Ictus or brain stroke is the third cause of death in world and affects one in six people, becoming the leading cause of death in women. It occurs when a blood vessel that carries oxygen and nutrients to the brain is blocked or ruptured, so the brain cannot get all it needs and brain cells die. Acting fast is crucial to save the patients life and avoid future side effects such as restlessness, low blood pressure, dizziness...
To our best knowledge there's no application that actively detect the symptoms of an ictus attacks, but only ask questions to determine if the patient is suffering such an attack and it do not take any preventive actions.

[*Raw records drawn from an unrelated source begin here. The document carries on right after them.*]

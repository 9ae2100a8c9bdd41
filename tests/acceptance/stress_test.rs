//! CPU stress runs.
//!
//! # Acceptance Criteria
//!
//! - Every non-excluded resource gets exactly N cycles
//! - A randomized run is replayable from the recorded seed
//! - Threads of one core are cycled back to back
//! - A failed control write abandons only that resource
//! - The run budget stops new cycles and keeps the partial report

use super::common::{core, write_fails, TestBench};
use hotplug_common::{Resource, Stage};
use hotplug_runtime::RunReport;
use hotplug_sysfs::OrderingStrategy;
use std::time::Duration;

fn cpus(cores: u32) -> Vec<Resource> {
    (0..cores).flat_map(|c| core(c, c * 4, 4)).collect()
}

fn present_ids(resources: &[Resource]) -> Vec<String> {
    resources.iter().map(|r| r.id.clone()).collect()
}

fn bench_for(resources: &[Resource]) -> TestBench {
    let ids = present_ids(resources);
    let refs: Vec<&str> = ids.iter().map(String::as_str).collect();
    TestBench::healthy(&refs)
}

/// Resource order of the `Remove` stages in `iteration`.
fn removal_order(report: &RunReport, iteration: u32) -> Vec<String> {
    report
        .attempts
        .iter()
        .filter(|a| a.iteration == iteration && a.stage == Stage::Remove)
        .map(|a| a.resource.clone())
        .collect()
}

#[test]
fn test_exact_cycle_count() {
    let resources = cpus(4);
    let mut bench = bench_for(&resources);
    bench.config.iterations = 5;

    let report = bench.run(&resources, OrderingStrategy::SeededRandom(99));

    for cpu in &resources {
        assert_eq!(bench.control.remove_requests(&cpu.id), 5);
        assert_eq!(bench.control.add_requests(&cpu.id), 5);
    }
    assert_eq!(report.cycles_started(), 80);
    assert!(report.summary().passed());
}

#[test]
fn test_seed_replays_order() {
    let resources = cpus(4);
    let run = || {
        let mut bench = bench_for(&resources);
        bench.config.iterations = 3;
        bench.run(&resources, OrderingStrategy::SeededRandom(31337))
    };

    let first = run();
    let second = run();
    assert_eq!(first.seed, Some(31337));
    for iteration in 1..=3 {
        assert_eq!(removal_order(&first, iteration), removal_order(&second, iteration));
    }
    // A new permutation every round
    assert!((2..=3).any(|i| removal_order(&first, i) != removal_order(&first, 1)));
}

#[test]
fn test_core_threads_stay_together() {
    let resources = cpus(3);
    let mut bench = bench_for(&resources);
    bench.config.iterations = 4;

    let report = bench.run(&resources, OrderingStrategy::SeededRandom(5));

    for iteration in 1..=4 {
        let order = removal_order(&report, iteration);
        for chunk in order.chunks(4) {
            let group: Vec<_> = chunk
                .iter()
                .map(|id| resources.iter().find(|r| &r.id == id).and_then(|r| r.group))
                .collect();
            assert!(group.iter().all(|g| *g == group[0]), "{order:?}");
        }
    }
}

#[test]
fn test_write_failure_abandons_single_cpu() {
    let resources = cpus(1);
    let mut bench = bench_for(&resources);
    bench.config.iterations = 4;
    bench.inject("cpu2", write_fails());

    let report = bench.run(&resources, OrderingStrategy::Identity);

    assert_eq!(report.abandoned, vec!["cpu2"]);
    assert_eq!(report.attempts.iter().filter(|a| a.resource == "cpu2").count(), 1);
    assert_eq!(report.recovered_cycles(), 12);
    assert_eq!(report.summary().failed_resource_ids.len(), 1);
}

#[test]
fn test_budget_keeps_partial_report() {
    let resources = cpus(2);
    let mut bench = bench_for(&resources);
    bench.config.iterations = 1000;
    bench.config.run.budget = Some(Duration::from_secs(600));

    let report = bench.run(&resources, OrderingStrategy::SeededRandom(8));

    assert!(report.truncated);
    assert!(report.cycles_started() > 0);
    assert!(report.cycles_started() < 8000);
    assert!(report.summary().passed());
    assert!(report.to_string().ends_with("(run truncated)"));
    // The cycle in flight may finish its stage, nothing more
    assert!(bench.clock.elapsed() < Duration::from_secs(600 + 60));
}

#[test]
fn test_parallel_run_matches_sequential_totals() {
    let resources = cpus(2);
    let mut bench = bench_for(&resources);
    bench.config.iterations = 3;
    bench.config.run.parallel = true;
    bench.config.timeouts.remove = Duration::from_secs(3600);
    bench.config.timeouts.add = Duration::from_secs(3600);

    let report = bench.run(&resources, OrderingStrategy::Identity);

    assert_eq!(report.cycles_started(), 24);
    assert!(report.summary().passed());
    for cpu in &resources {
        assert_eq!(bench.control.remove_requests(&cpu.id), 3);
    }
}
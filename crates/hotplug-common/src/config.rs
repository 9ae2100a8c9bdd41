//! Configuration structures for a hot-plug run.
//!
//! Supports TOML deserialization. Every timeout is a humantime string
//! (`"10s"`, `"2m"`). The per-class defaults reflect values tuned on real
//! adapters; treat them as starting points, not constants.

use serde::{Deserialize, Serialize};
use std::net::IpAddr;
use std::path::PathBuf;
use std::time::Duration;

/// Top-level run configuration.
#[derive(Debug, Clone, Serialize, Deserialize)]
#[serde(default)]
pub struct HotplugConfig {
    /// Remove/add cycles per resource.
    pub iterations: u32,

    /// Resource descriptors (`0001:00:00.0`, `cpu3`, `core:1`).
    pub resources: Vec<String>,

    /// Order in which resources are exercised.
    pub ordering: OrderingConfig,

    /// Presence timeouts shared by every class.
    pub timeouts: TimeoutConfig,

    /// Per-class recovery configuration.
    pub recovery: RecoveryConfig,

    /// Run-wide execution policy.
    pub run: RunConfig,

    /// Location of the kernel pseudo-filesystems.
    pub sysfs: SysfsConfig,
}

impl Default for HotplugConfig {
    fn default() -> Self {
        Self {
            iterations: 1,
            resources: Vec::new(),
            ordering: OrderingConfig::default(),
            timeouts: TimeoutConfig::default(),
            recovery: RecoveryConfig::default(),
            run: RunConfig::default(),
            sysfs: SysfsConfig::default(),
        }
    }
}

/// Ordering strategy selector.
#[derive(Debug, Clone, Copy, PartialEq, Eq, Serialize, Deserialize, Default)]
#[serde(rename_all = "snake_case")]
pub enum OrderingKind {
    /// Exercise resources in the order given.
    #[default]
    Identity,
    /// Shuffle groups and their members every iteration.
    SeededRandom,
}

/// Ordering configuration.
#[derive(Debug, Clone, Serialize, Deserialize, Default)]
#[serde(default)]
pub struct OrderingConfig {
    /// Strategy to use.
    pub strategy: OrderingKind,
    /// Seed for `seeded_random`; drawn at startup when absent.
    pub seed: Option<u64>,
}

/// Presence polling timeouts.
#[derive(Debug, Clone, Serialize, Deserialize)]
#[serde(default)]
pub struct TimeoutConfig {
    /// How long a removed resource may take to disappear.
    #[serde(with = "humantime_serde")]
    pub remove: Duration,

    /// How long an added resource may take to reappear.
    #[serde(with = "humantime_serde")]
    pub add: Duration,

    /// Sleep between predicate evaluations.
    #[serde(with = "humantime_serde")]
    pub poll_interval: Duration,
}

impl Default for TimeoutConfig {
    fn default() -> Self {
        Self {
            remove: Duration::from_secs(10),
            add: Duration::from_secs(30),
            poll_interval: Duration::from_secs(1),
        }
    }
}

/// Per-class recovery configuration.
#[derive(Debug, Clone, Serialize, Deserialize, Default)]
#[serde(default)]
pub struct RecoveryConfig {
    /// Network adapters.
    pub network: NetworkRecoveryConfig,
    /// Multipath storage adapters.
    pub multipath: MultipathRecoveryConfig,
    /// Everything else.
    pub generic: GenericRecoveryConfig,
}

/// Network recovery: link up, then peer reachable.
#[derive(Debug, Clone, Serialize, Deserialize)]
#[serde(default)]
pub struct NetworkRecoveryConfig {
    /// Peer address probed once the link is up.
    pub peer: Option<IpAddr>,

    /// Minimum delay after re-add before the first link check.
    #[serde(with = "humantime_serde")]
    pub settle: Duration,

    /// How long the link may take to come up.
    #[serde(with = "humantime_serde")]
    pub link_timeout: Duration,

    /// How long the peer may take to answer.
    #[serde(with = "humantime_serde")]
    pub probe_timeout: Duration,
}

impl Default for NetworkRecoveryConfig {
    fn default() -> Self {
        Self {
            peer: None,
            settle: Duration::from_secs(45),
            link_timeout: Duration::from_secs(30),
            probe_timeout: Duration::from_secs(10),
        }
    }
}

/// Multipath recovery: every path back to active/ready.
#[derive(Debug, Clone, Serialize, Deserialize)]
#[serde(default)]
pub struct MultipathRecoveryConfig {
    /// Minimum delay after re-add before the first path check.
    #[serde(with = "humantime_serde")]
    pub settle: Duration,

    /// Per-path convergence timeout.
    #[serde(with = "humantime_serde")]
    pub timeout: Duration,
}

impl Default for MultipathRecoveryConfig {
    fn default() -> Self {
        Self {
            settle: Duration::from_secs(45),
            timeout: Duration::from_secs(120),
        }
    }
}

/// Generic recovery: presence only.
#[derive(Debug, Clone, Serialize, Deserialize)]
#[serde(default)]
pub struct GenericRecoveryConfig {
    /// Minimum delay after re-add before confirming presence.
    #[serde(with = "humantime_serde")]
    pub settle: Duration,

    /// Presence confirmation timeout.
    #[serde(with = "humantime_serde")]
    pub timeout: Duration,
}

impl Default for GenericRecoveryConfig {
    fn default() -> Self {
        Self {
            settle: Duration::ZERO,
            timeout: Duration::from_secs(30),
        }
    }
}

/// Run-wide execution policy.
#[derive(Debug, Clone, Serialize, Deserialize)]
#[serde(default)]
pub struct RunConfig {
    /// Wall-clock budget for the whole run; no new cycles start once spent.
    #[serde(with = "humantime_serde::option")]
    pub budget: Option<Duration>,

    /// Run one worker thread per resource.
    pub parallel: bool,

    /// Re-enable a resource left removed by a failed cycle.
    pub restore_on_failure: bool,
}

impl Default for RunConfig {
    fn default() -> Self {
        Self {
            budget: None,
            parallel: false,
            restore_on_failure: true,
        }
    }
}

/// Kernel pseudo-filesystem locations.
#[derive(Debug, Clone, Serialize, Deserialize)]
#[serde(default)]
pub struct SysfsConfig {
    /// Root under which `sys/` and `proc/` are found.
    pub root: PathBuf,
}

impl Default for SysfsConfig {
    fn default() -> Self {
        Self {
            root: PathBuf::from("/"),
        }
    }
}

impl HotplugConfig {
    /// Load configuration from a TOML file.
    ///
    /// # Errors
    ///
    /// Returns an error if the file cannot be read or parsed.
    pub fn from_file(path: &std::path::Path) -> Result<Self, ConfigError> {
        let content = std::fs::read_to_string(path).map_err(|e| ConfigError::Io {
            path: path.to_path_buf(),
            source: e,
        })?;
        Self::from_toml(&content)
    }

    /// Parse configuration from a TOML string.
    ///
    /// # Errors
    ///
    /// Returns an error if the TOML is invalid.
    pub fn from_toml(content: &str) -> Result<Self, ConfigError> {
        toml::from_str(content).map_err(ConfigError::Parse)
    }

    /// Serialize configuration to TOML string.
    ///
    /// # Errors
    ///
    /// Returns an error if serialization fails.
    pub fn to_toml(&self) -> Result<String, ConfigError> {
        toml::to_string_pretty(self).map_err(ConfigError::Serialize)
    }
}

/// Configuration-related errors.
#[derive(Debug, thiserror::Error)]
pub enum ConfigError {
    /// File I/O error.
    #[error("failed to read config file {path}: {source}")]
    Io {
        /// Path to the configuration file.
        path: PathBuf,
        /// Underlying I/O error.
        #[source]
        source: std::io::Error,
    },

    /// TOML parsing error.
    #[error("failed to parse TOML: {0}")]
    Parse(#[from] toml::de::Error),

    /// TOML serialization error.
    #[error("failed to serialize TOML: {0}")]
    Serialize(#[from] toml::ser::Error),
}

/// Serde helper module for `Duration` using humantime format.
mod humantime_serde {
    use serde::{self, Deserialize, Deserializer, Serializer};
    use std::time::Duration;

    pub fn serialize<S>(duration: &Duration, serializer: S) -> Result<S::Ok, S::Error>
    where
        S: Serializer,
    {
        let s = humantime::format_duration(*duration).to_string();
        serializer.serialize_str(&s)
    }

    pub fn deserialize<'de, D>(deserializer: D) -> Result<Duration, D::Error>
    where
        D: Deserializer<'de>,
    {
        let s = String::deserialize(deserializer)?;
        humantime::parse_duration(&s).map_err(serde::de::Error::custom)
    }

    pub mod option {
        use serde::{Deserialize, Deserializer, Serializer};
        use std::time::Duration;

        pub fn serialize<S>(duration: &Option<Duration>, serializer: S) -> Result<S::Ok, S::Error>
        where
            S: Serializer,
        {
            match duration {
                Some(d) => super::serialize(d, serializer),
                None => serializer.serialize_none(),
            }
        }

        pub fn deserialize<'de, D>(deserializer: D) -> Result<Option<Duration>, D::Error>
        where
            D: Deserializer<'de>,
        {
            Option::<String>::deserialize(deserializer)?
                .map(|s| humantime::parse_duration(&s).map_err(serde::de::Error::custom))
                .transpose()
        }
    }
}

Hopefully, ictus symptoms can be easily detect with a few test. Given the is lack of oxygen in the brain there are visible consequences that can be detected.
What it does
IctusDetection is a mobile app that takes the fast ictus detection to another level by applying the F.A.S.T test.
- Face Dropping detection: By taking a picture we detect face dropping produced by the brains dead cells that hold the right or left side of the face.

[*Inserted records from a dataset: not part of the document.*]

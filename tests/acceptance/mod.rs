//! End-to-end hot-plug scenarios.
//!
//! - `scenario_test`: the pass, add-timeout and partial multipath cases
//! - `stress_test`: randomized core ordering, budgets and abandoned resources
//! - `config_test`: configuration files and the JSON report

mod common;
mod config_test;
mod scenario_test;
mod stress_test;
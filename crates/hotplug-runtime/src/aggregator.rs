//! Run-wide result collection.
//!
//! Every stage attempt and every recovery verdict is appended here. Nothing
//! is reset between resources or iterations, so the final report names every
//! resource that ever failed.

use hotplug_common::{DeviceClass, Resource, Stage, StageOutcome};
use hotplug_sysfs::{ExcludedResource, OrderingStrategy};
use serde::{Deserialize, Serialize};
use std::collections::BTreeSet;
use std::fmt;
use std::sync::{Mutex, MutexGuard, PoisonError};
use std::time::SystemTime;

/// One stage of one cycle.
#[derive(Debug, Clone, PartialEq, Serialize, Deserialize)]
pub struct LifecycleAttempt {
    /// Resource id.
    pub resource: String,
    /// Class the resource was resolved to.
    pub class: DeviceClass,
    /// Iteration number, starting at 1.
    pub iteration: u32,
    /// Stage attempted.
    pub stage: Stage,
    /// How it ended.
    pub outcome: StageOutcome,
    /// Error or timeout text for non-`Ok` outcomes.
    #[serde(default, skip_serializing_if = "Option::is_none")]
    pub detail: Option<String>,
    /// Stage start.
    #[serde(with = "rfc3339")]
    pub started_at: SystemTime,
    /// Stage end.
    #[serde(with = "rfc3339")]
    pub ended_at: SystemTime,
}

/// Verdict of the `Recover` stage.
#[derive(Debug, Clone, PartialEq, Eq, Serialize, Deserialize)]
pub struct RecoveryOutcome {
    /// Resource id.
    pub resource: String,
    /// Iteration number, starting at 1.
    pub iteration: u32,
    /// Whether the resource is functionally restored.
    pub verified: bool,
    /// What did not recover.
    #[serde(default, skip_serializing_if = "Option::is_none")]
    pub failing_detail: Option<String>,
}

/// A cycle that was cut short by the run budget or cancellation.
#[derive(Debug, Clone, PartialEq, Eq, Serialize, Deserialize)]
pub struct InterruptedCycle {
    /// Resource id.
    pub resource: String,
    /// Iteration number, starting at 1.
    pub iteration: u32,
}

/// Pass/fail verdict.
#[derive(Debug, Clone, Default, PartialEq, Eq, Serialize)]
pub struct Summary {
    /// Every resource with at least one failed cycle.
    pub failed_resource_ids: BTreeSet<String>,
    /// One line per failed stage or recovery.
    pub detail: Vec<String>,
}

impl Summary {
    /// The run passes iff no resource failed.
    #[must_use]
    pub fn passed(&self) -> bool {
        self.failed_resource_ids.is_empty()
    }
}

/// Everything recorded during a run.
#[derive(Debug, Clone, Serialize, Deserialize)]
pub struct RunReport {
    /// Ordering used for every iteration.
    pub strategy: OrderingStrategy,
    /// Seed to replay a randomized run.
    pub seed: Option<u64>,
    /// Resources exercised.
    pub resources: Vec<Resource>,
    /// Descriptors dropped at resolution.
    #[serde(default)]
    pub excluded: Vec<ExcludedResource>,
    /// Requested iterations per resource.
    pub iterations: u32,
    /// Stage attempts in the order they finished.
    pub attempts: Vec<LifecycleAttempt>,
    /// Recovery verdicts.
    pub recoveries: Vec<RecoveryOutcome>,
    /// Resources skipped after a control write failed.
    #[serde(default)]
    pub abandoned: Vec<String>,
    /// Cycles cut short by budget or cancellation.
    #[serde(default)]
    pub interrupted: Vec<InterruptedCycle>,
    /// Whether the run stopped before all cycles were issued.
    pub truncated: bool,
    /// Run start.
    #[serde(with = "rfc3339")]
    pub started_at: SystemTime,
    /// Run end.
    #[serde(with = "rfc3339")]
    pub finished_at: SystemTime,
}

impl RunReport {
    /// Create an empty report.
    pub fn new(
        strategy: OrderingStrategy,
        resources: Vec<Resource>,
        iterations: u32,
        started_at: SystemTime,
    ) -> Self {
        Self {
            strategy,
            seed: strategy.seed(),
            resources,
            excluded: Vec::new(),
            iterations,
            attempts: Vec::new(),
            recoveries: Vec::new(),
            abandoned: Vec::new(),
            interrupted: Vec::new(),
            truncated: false,
            started_at,
            finished_at: started_at,
        }
    }

    /// Derive the verdict from recorded attempts and recoveries.
    pub fn summary(&self) -> Summary {
        let mut summary = Summary::default();

        for attempt in self.attempts.iter().filter(|a| !a.outcome.is_ok()) {
            summary.failed_resource_ids.insert(attempt.resource.clone());
            let mut line = format!(
                "{} iteration {}: {} {}",
                attempt.resource, attempt.iteration, attempt.stage, attempt.outcome
            );
            if let Some(detail) = &attempt.detail {
                line.push_str(": ");
                line.push_str(detail);
            }
            summary.detail.push(line);
        }

        for outcome in self.recoveries.iter().filter(|o| !o.verified) {
            summary.failed_resource_ids.insert(outcome.resource.clone());
            summary.detail.push(format!(
                "{} iteration {}: not recovered ({})",
                outcome.resource,
                outcome.iteration,
                outcome.failing_detail.as_deref().unwrap_or("no detail")
            ));
        }

        summary
    }

    /// Number of cycles that ended with a verified recovery.
    pub fn recovered_cycles(&self) -> usize {
        self.recoveries.iter().filter(|o| o.verified).count()
    }

    /// Number of distinct (resource, iteration) cycles with at least one attempt.
    pub fn cycles_started(&self) -> usize {
        self.attempts
            .iter()
            .map(|a| (a.resource.as_str(), a.iteration))
            .collect::<BTreeSet<_>>()
            .len()
    }
}

impl fmt::Display for RunReport {
    fn fmt(&self, f: &mut fmt::Formatter<'_>) -> fmt::Result {
        let summary = self.summary();
        if summary.passed() {
            write!(f, "all {} resources recovered", self.resources.len())?;
        } else {
            let ids: Vec<&str> = summary.failed_resource_ids.iter().map(String::as_str).collect();
            write!(f, "following devices failed: {}", ids.join(", "))?;
        }
        if self.truncated {
            write!(f, " (run truncated)")?;
        }
        Ok(())
    }
}

/// Thread-safe, append-only collector for one run.
#[derive(Debug)]
pub struct ResultAggregator {
    report: Mutex<RunReport>,
}

impl ResultAggregator {
    /// Start collecting into `report`.
    pub fn new(report: RunReport) -> Self {
        Self {
            report: Mutex::new(report),
        }
    }

    fn lock(&self) -> MutexGuard<'_, RunReport> {
        self.report.lock().unwrap_or_else(PoisonError::into_inner)
    }

    /// Append a stage attempt.
    pub fn record_attempt(&self, attempt: LifecycleAttempt) {
        self.lock().attempts.push(attempt);
    }

    /// Append a recovery verdict.
    pub fn record_outcome(&self, outcome: RecoveryOutcome) {
        self.lock().recoveries.push(outcome);
    }

    /// Mark `resource` as skipped for the rest of the run.
    pub fn record_abandoned(&self, resource: &str) {
        let mut report = self.lock();
        if !report.abandoned.iter().any(|r| r == resource) {
            report.abandoned.push(resource.to_string());
        }
    }

    /// Note a cycle cut short by the budget and flag the run as truncated.
    pub fn record_interrupted(&self, resource: &str, iteration: u32) {
        let mut report = self.lock();
        report.interrupted.push(InterruptedCycle {
            resource: resource.to_string(),
            iteration,
        });
        report.truncated = true;
    }

    /// Flag the run as truncated.
    pub fn mark_truncated(&self) {
        self.lock().truncated = true;
    }

    /// Record descriptors dropped at resolution.
    pub fn set_excluded(&self, excluded: Vec<ExcludedResource>) {
        self.lock().excluded = excluded;
    }

    /// Current verdict.
    pub fn summary(&self) -> Summary {
        self.lock().summary()
    }

    /// Snapshot of the report so far.
    pub fn snapshot(&self) -> RunReport {
        self.lock().clone()
    }

    /// Close the report at `finished_at`.
    pub fn finish(self, finished_at: SystemTime) -> RunReport {
        let mut report = self.report.into_inner().unwrap_or_else(PoisonError::into_inner);
        report.finished_at = finished_at;
        report
    }
}

/// RFC 3339 timestamps with millisecond precision.
mod rfc3339 {
    use serde::{Deserialize, Deserializer, Serializer};
    use std::time::SystemTime;

    pub fn serialize<S>(time: &SystemTime, serializer: S) -> Result<S::Ok, S::Error>
    where
        S: Serializer,
    {
        serializer.serialize_str(&humantime::format_rfc3339_millis(*time).to_string())
    }

    pub fn deserialize<'de, D>(deserializer: D) -> Result<SystemTime, D::Error>
    where
        D: Deserializer<'de>,
    {
        let s = String::deserialize(deserializer)?;
        humantime::parse_rfc3339_weak(&s).map_err(serde::de::Error::custom)
    }
}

- Arm wakeness: By holding the mobile phone with the arms stretched, gyroscope analyses the response to that act. If no oxygen is arriving to the brain, one of the sides of the brain wouldn't response as expected, therefore one of the arms wouldn't move.

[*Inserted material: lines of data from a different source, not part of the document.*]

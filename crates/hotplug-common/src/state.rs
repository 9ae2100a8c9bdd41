//! Lifecycle state machine for one hot-plug cycle.
//!
//! A cycle walks:
//! PRESENT → REMOVING → ABSENT → ADDING → RESTORED → RECOVERING → RECOVERED
//!
//! FAILED is reachable from every non-terminal state, which is how a stage
//! that did not converge ends its cycle.

use crate::error::{HotplugError, HotplugResult};
use serde::{Deserialize, Serialize};
use std::fmt;

/// Ordered stages of a cycle. A stage only runs if the previous one was `Ok`.
#[derive(Debug, Clone, Copy, PartialEq, Eq, Hash, PartialOrd, Ord, Serialize, Deserialize)]
#[serde(rename_all = "SCREAMING_SNAKE_CASE")]
pub enum Stage {
    /// Write the disable value to the control attribute.
    Remove,
    /// Wait until the resource disappears from enumeration.
    VerifyAbsent,
    /// Write the enable value to the control attribute.
    Add,
    /// Wait until the resource reappears in enumeration.
    VerifyPresent,
    /// Class-specific functional check.
    Recover,
}

impl Stage {
    /// All stages in execution order.
    pub const ALL: [Stage; 5] = [
        Stage::Remove,
        Stage::VerifyAbsent,
        Stage::Add,
        Stage::VerifyPresent,
        Stage::Recover,
    ];

    /// Stage that follows this one, if any.
    #[must_use]
    pub fn next(self) -> Option<Stage> {
        match self {
            Self::Remove => Some(Self::VerifyAbsent),
            Self::VerifyAbsent => Some(Self::Add),
            Self::Add => Some(Self::VerifyPresent),
            Self::VerifyPresent => Some(Self::Recover),
            Self::Recover => None,
        }
    }

    /// Whether this stage writes a control attribute.
    #[must_use]
    pub fn is_control_write(self) -> bool {
        matches!(self, Self::Remove | Self::Add)
    }
}

impl fmt::Display for Stage {
    fn fmt(&self, f: &mut fmt::Formatter<'_>) -> fmt::Result {
        match self {
            Self::Remove => write!(f, "REMOVE"),
            Self::VerifyAbsent => write!(f, "VERIFY_ABSENT"),
            Self::Add => write!(f, "ADD"),
            Self::VerifyPresent => write!(f, "VERIFY_PRESENT"),
            Self::Recover => write!(f, "RECOVER"),
        }
    }
}

/// Result of one stage attempt.
#[derive(Debug, Clone, Copy, PartialEq, Eq, Hash, Serialize, Deserialize)]
#[serde(rename_all = "snake_case")]
pub enum StageOutcome {
    /// Stage completed.
    Ok,
    /// A poll did not converge in time.
    TimedOut,
    /// The stage failed outright.
    Errored,
}

impl StageOutcome {
    /// True for [`StageOutcome::Ok`].
    #[must_use]
    pub fn is_ok(self) -> bool {
        self == Self::Ok
    }
}

impl fmt::Display for StageOutcome {
    fn fmt(&self, f: &mut fmt::Formatter<'_>) -> fmt::Result {
        match self {
            Self::Ok => write!(f, "ok"),
            Self::TimedOut => write!(f, "timed out"),
            Self::Errored => write!(f, "errored"),
        }
    }
}

/// States of a single remove/add/recover cycle.
#[derive(Debug, Clone, Copy, PartialEq, Eq, Hash, Serialize, Deserialize, Default)]
#[serde(rename_all = "SCREAMING_SNAKE_CASE")]
pub enum CycleState {
    /// Resource present, cycle not started.
    #[default]
    Present,
    /// Removal requested, waiting for it to disappear.
    Removing,
    /// Resource confirmed absent.
    Absent,
    /// Addition requested, waiting for it to reappear.
    Adding,
    /// Resource present again, not yet functionally checked.
    Restored,
    /// Class-specific recovery check running.
    Recovering,
    /// Cycle passed.
    Recovered,
    /// Cycle failed at some stage.
    Failed,
}

impl fmt::Display for CycleState {
    fn fmt(&self, f: &mut fmt::Formatter<'_>) -> fmt::Result {
        match self {
            Self::Present => write!(f, "PRESENT"),
            Self::Removing => write!(f, "REMOVING"),
            Self::Absent => write!(f, "ABSENT"),
            Self::Adding => write!(f, "ADDING"),
            Self::Restored => write!(f, "RESTORED"),
            Self::Recovering => write!(f, "RECOVERING"),
            Self::Recovered => write!(f, "RECOVERED"),
            Self::Failed => write!(f, "FAILED"),
        }
    }
}

impl CycleState {
    /// Check if a transition to `target` is valid from the current state.
    #[must_use]
    pub fn can_transition_to(&self, target: CycleState) -> bool {
        use CycleState::{
            Absent, Adding, Failed, Present, Recovered, Recovering, Removing, Restored,
        };

        matches!(
            (self, target),
            (Present, Removing)
                | (Removing, Absent)
                | (Absent, Adding)
                | (Adding, Restored)
                | (Restored, Recovering)
                | (Recovering, Recovered)
                | (Present | Removing | Absent | Adding | Restored | Recovering, Failed)
        )
    }

    /// Returns true once the cycle has ended.
    #[must_use]
    pub fn is_terminal(&self) -> bool {
        matches!(self, Self::Recovered | Self::Failed)
    }
}

/// State machine wrapper with transition counting.
#[derive(Debug, Clone, Default)]
pub struct CycleStateMachine {
    current: CycleState,
    previous: Option<CycleState>,
    transition_count: u32,
}

impl CycleStateMachine {
    /// Create a new state machine starting in PRESENT.
    #[must_use]
    pub fn new() -> Self {
        Self::default()
    }

    /// Get the current state.
    #[must_use]
    pub fn state(&self) -> CycleState {
        self.current
    }

    /// Get the previous state (if any transition occurred).
    #[must_use]
    pub fn previous_state(&self) -> Option<CycleState> {
        self.previous
    }

    /// Get total number of transitions.
    #[must_use]
    pub fn transition_count(&self) -> u32 {
        self.transition_count
    }

    /// Attempt a state transition.
    pub fn transition(&mut self, target: CycleState) -> HotplugResult<()> {
        if self.current.can_transition_to(target) {
            self.previous = Some(self.current);
            self.current = target;
            self.transition_count += 1;
            Ok(())
        } else {
            Err(HotplugError::InvalidStateTransition {
                from: self.current.to_string(),
                to: target.to_string(),
            })
        }
    }

    /// Mark the cycle failed; a no-op once terminal.
    pub fn fail(&mut self) {
        if self.current.can_transition_to(CycleState::Failed) {
            self.previous = Some(self.current);
            self.current = CycleState::Failed;
            self.transition_count += 1;
        }
    }
}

- Speech & Write difficulty: By making the user recognize easy pictures we measure its answer precision. Ictus' suffers have difficulties to write precisely and to speak clearly
- Time to call 911: Tests are passed by importance and when we found an evidence of a brain stroke, the app calls to a contact person or emergency number.
How we built it
The app is built in Kotlin for Android devices. It uses Google Cloud Vision API to analyse faces and obtain face metrics. It also uses mobile gyroscope to detect the device movement. It integrates with the mobile camera and mobile phone services too.
Challenges we ran into
It is always a challenge to imagine, think and built anything from scratch in a 24 hours project. Android services are always a pain in the ass, and camera, api integration and gyroscope were tricky to set in.
Accomplishments that we're proud of
We are proud of building full functional app in Kotlin in 24 hours, given that it was the first time using this language. In addition, it would be awesome if this idea could help to set up other ideas for diseases detection.
What we learned
We've learned Kotlin which was our main focus this hackathon. We've found that is quite easy to adapt existing Java code to Kotlin and the more we practice the more new Kotlin lines we wrote without help.
What's next for IctusDetection
Detecting symptoms automatically without the application launch. We know it could be an intrusive app, but hundreds of lifes could be saved.